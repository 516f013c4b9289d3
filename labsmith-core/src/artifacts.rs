//! Artifact splitting
//!
//! Writes the solution document to disk and pulls every fenced code block out
//! into its own source file, named by position and extension by language tag.

use crate::error::{Error, Result};
use once_cell::sync::Lazy;
use regex::Regex;
use std::fs;
use std::path::{Path, PathBuf};
use tracing::info;

/// File name of the full solution document
pub const SOLUTION_FILE: &str = "solution.md";
/// Subdirectory holding extracted source files
pub const SOURCE_DIR: &str = "src";

// Opening fence with an optional tag, lazily matched body, closing fence on its own line.
static CODE_FENCE: Lazy<Regex> = Lazy::new(|| {
    Regex::new(r"(?m)^[ \t]*```([^\s`]*)[^\n]*\n([\s\S]*?)^[ \t]*```[ \t]*\r?$")
        .expect("invalid code fence regex")
});

/// A fenced code region found in a solution document
#[derive(Debug, Clone, PartialEq, Eq)]
pub struct CodeBlock {
    /// Tag as written after the opening fence (may be empty)
    pub language: String,
    pub body: String,
}

/// Paths written by [`save`]
#[derive(Debug, Clone, PartialEq, Eq)]
pub struct SavedSolution {
    /// The full solution document
    pub document: PathBuf,
    /// One file per code block, in order of appearance
    pub sources: Vec<PathBuf>,
}

/// Find every fenced code block in `text`, in order of appearance.
pub fn extract_code_blocks(text: &str) -> Vec<CodeBlock> {
    CODE_FENCE
        .captures_iter(text)
        .map(|caps| {
            let body = caps.get(2).map_or("", |m| m.as_str());
            let body = body
                .strip_suffix('\n')
                .map(|b| b.strip_suffix('\r').unwrap_or(b))
                .unwrap_or(body);
            CodeBlock {
                language: caps.get(1).map_or("", |m| m.as_str()).to_string(),
                body: body.to_string(),
            }
        })
        .collect()
}

/// File extension for a language tag, matched case-insensitively.
pub fn extension_for(language: &str) -> &'static str {
    match language.to_lowercase().as_str() {
        "python" | "py" => ".py",
        "c" => ".c",
        "cpp" | "c++" => ".cpp",
        "java" => ".java",
        "javascript" | "js" => ".js",
        "bash" | "shell" | "sh" => ".sh",
        _ => ".txt",
    }
}

/// File name for the block at `index`.
///
/// The first block becomes the `main` entry point unless its body already
/// mentions "main"; every other block is `module_{index + 1}`.
pub fn file_name_for(index: usize, block: &CodeBlock) -> String {
    let extension = extension_for(&block.language);
    if index == 0 && !block.body.to_lowercase().contains("main") {
        format!("main{}", extension)
    } else {
        format!("module_{}{}", index + 1, extension)
    }
}

/// Write `solution` and its code blocks under `output_dir`.
///
/// Zero code blocks is a normal outcome: only the document is written and no
/// source directory is created. Filesystem errors propagate.
pub fn save(solution: &str, output_dir: &Path, experiment_type: &str) -> Result<SavedSolution> {
    fs::create_dir_all(output_dir).map_err(|e| io_error(e, output_dir))?;

    let document = output_dir.join(SOLUTION_FILE);
    write_file(&document, solution)?;

    let blocks = extract_code_blocks(solution);
    let mut sources = Vec::with_capacity(blocks.len());
    if !blocks.is_empty() {
        let source_dir = output_dir.join(SOURCE_DIR);
        fs::create_dir_all(&source_dir).map_err(|e| io_error(e, &source_dir))?;

        for (index, block) in blocks.iter().enumerate() {
            let path = source_dir.join(file_name_for(index, block));
            write_file(&path, &block.body)?;
            info!(path = %path.display(), language = %block.language, "source file written");
            sources.push(path);
        }
    }

    info!(
        path = %document.display(),
        experiment_type,
        source_files = sources.len(),
        "solution saved"
    );
    Ok(SavedSolution { document, sources })
}

fn write_file(path: &Path, contents: &str) -> Result<()> {
    fs::write(path, contents).map_err(|e| io_error(e, path))
}

fn io_error(err: std::io::Error, path: &Path) -> Error {
    Error::from(err)
        .with_operation("artifacts::save")
        .with_context("path", path.display().to_string())
}
//! Solution generation
//!
//! Turns the original requirement text plus its analysis into a generation
//! prompt and returns the model's solution document untouched.

use crate::analysis::AnalysisRecord;
use crate::client::ChatClient;
use crate::error::Result;
use tracing::info;

pub const GENERATION_TEMPERATURE: f32 = 0.3;
pub const GENERATION_MAX_TOKENS: u32 = 4000;

/// Build the generation prompt.
pub fn generation_prompt(analysis: &AnalysisRecord, experiment_text: &str) -> String {
    format!(
        r#"Based on the following experiment requirements and analysis, generate a complete experiment solution with code and explanations.

Experiment requirements:
{}

Experiment analysis:
{}

The solution must include:
1. Complete implementation code
2. An explanation of the code structure
3. A description of the implementation approach
4. Usage examples
5. Test cases

Implement the solution in {}. The code should follow modern conventions and include appropriate comments and documentation."#,
        experiment_text,
        analysis.to_value(),
        analysis.language_or_default()
    )
}

/// Generates solution documents through the chat-completion API
pub struct Generator<'a> {
    client: &'a ChatClient,
}

impl<'a> Generator<'a> {
    pub fn new(client: &'a ChatClient) -> Self {
        Self { client }
    }

    /// Generate a solution document. The text is returned as the model wrote it.
    pub async fn generate(&self, analysis: &AnalysisRecord, experiment_text: &str) -> Result<String> {
        info!(language = analysis.language_or_default(), "generating solution");
        let prompt = generation_prompt(analysis, experiment_text);
        let solution = self
            .client
            .complete(&prompt, GENERATION_MAX_TOKENS, GENERATION_TEMPERATURE)
            .await
            .map_err(|e| e.with_operation("generator::generate"))?;

        info!(chars = solution.chars().count(), "solution generated");
        Ok(solution)
    }
}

# [PROBLEM]
Filter the entries above down to the lines that hold the word "body", and copy those lines.

# [YOUR SOLUTION]
// Opening fence with an optional tag, lazily matched body, closing fence on its own line.
    pub body: String,
            let body = caps.get(2).map_or("", |m| m.as_str());
            let body = body
                .unwrap_or(body);
                body: body.to_string(),
/// The first block becomes the `main` entry point unless its body already
    if index == 0 && !block.body.to_lowercase().contains("main") {
            write_file(&path, &block.body)?;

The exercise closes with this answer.